ICD-10 Code G40.42 – Cyclin-Dependent Kinase-Like 5 Deficiency Disorder (2026): Diagnosis, Symptoms & Billing Guide
2026 ICD-10-CM Diagnosis Code G40.42 – Cyclin-Dependent Kinase-Like 5 Deficiency Disorder
What it is
This code identifies cyclin-dependent kinase-like 5 deficiency disorder, a rare genetic epilepsy syndrome. It is used when documentation names CDD or a CDKL5-related developmental and epileptic encephalopathy.
Clinical signs
Clinical features vary; refer to documentation. Commonly reported findings include early-onset seizures, severe developmental delay, and significant neurodevelopmental impairment.
When to use this code
Use G40.42 when the provider documents CDKL5 deficiency disorder, CDKL5-related epilepsy, or a similar confirmed diagnosis. Apply it for encounters focused on this specific epileptic disorder, not for nonspecific seizure symptoms alone.
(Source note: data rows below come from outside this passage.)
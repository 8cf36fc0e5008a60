//! Error types for the task board engine

use taskboard_store::StoreError;
use thiserror::Error;

/// Result type for board operations
pub type Result<T> = std::result::Result<T, BoardError>;

/// Errors that can occur in board operations
#[derive(Debug, Error)]
pub enum BoardError {
    /// A storage backend could not be opened
    #[error("storage unavailable: {0}")]
    StorageUnavailable(#[source] StoreError),

    /// A write to a storage backend was rejected or failed
    #[error("failed to write '{key}': {source}")]
    StorageWriteFailed {
        key: String,
        #[source]
        source: StoreError,
    },

    /// A stored value could not be read or decoded
    #[error("failed to read '{key}': {message}")]
    StorageReadFailed { key: String, message: String },

    /// Task not found
    #[error("task not found: {id}")]
    TaskNotFound { id: String },

    /// Board not found
    #[error("board not found: {id}")]
    BoardNotFound { id: String },

    /// Column not found
    #[error("column not found: {id}")]
    ColumnNotFound { id: String },

    /// Generic resource not found (templates, recurrence rules, subtasks...)
    #[error("{resource} not found: {id}")]
    NotFound { resource: String, id: String },

    /// The operation would break a structural invariant
    #[error("invariant violation: {message}")]
    InvariantViolation { message: String },

    /// Invalid field value
    #[error("invalid value for {field}: {message}")]
    InvalidValue { field: String, message: String },

    /// Operation not valid in the current state
    #[error("invalid operation: {message}")]
    InvalidOperation { message: String },

    /// Configuration could not be extracted
    #[error("configuration error: {0}")]
    Config(#[from] figment::Error),

    /// JSON serialization error
    #[error("JSON error: {0}")]
    Json(#[from] serde_json::Error),
}

impl BoardError {
    /// Create a write failure for `key`
    pub fn write_failed(key: impl Into<String>, source: StoreError) -> Self {
        Self::StorageWriteFailed {
            key: key.into(),
            source,
        }
    }

    /// Create a read failure for `key`
    pub fn read_failed(key: impl Into<String>, message: impl ToString) -> Self {
        Self::StorageReadFailed {
            key: key.into(),
            message: message.to_string(),
        }
    }

    /// Create a generic not-found error
    pub fn not_found(resource: impl Into<String>, id: impl Into<String>) -> Self {
        Self::NotFound {
            resource: resource.into(),
            id: id.into(),
        }
    }

    /// Create an invariant violation error
    pub fn invariant(message: impl Into<String>) -> Self {
        Self::InvariantViolation {
            message: message.into(),
        }
    }

    /// Create an invalid value error
    pub fn invalid_value(field: impl Into<String>, message: impl Into<String>) -> Self {
        Self::InvalidValue {
            field: field.into(),
            message: message.into(),
        }
    }

    /// Create an invalid operation error
    pub fn invalid_operation(message: impl Into<String>) -> Self {
        Self::InvalidOperation {
            message: message.into(),
        }
    }

    /// Check if this is a retryable error
    ///
    /// Write failures leave the in-memory state intact, so the same save can
    /// be attempted again.
    pub fn is_retryable(&self) -> bool {
        matches!(self, Self::StorageWriteFailed { .. })
    }
}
Check documentation if the record is incomplete.
Do not use for
Do not use this code for general epilepsy, febrile seizures, or seizure-like episodes without a documented CDKL5 diagnosis. If the chart only says “seizures,” code the documented condition instead.
Coding tip
Verify that the diagnosis is explicitly tied to CDKL5 before assigning G40.42.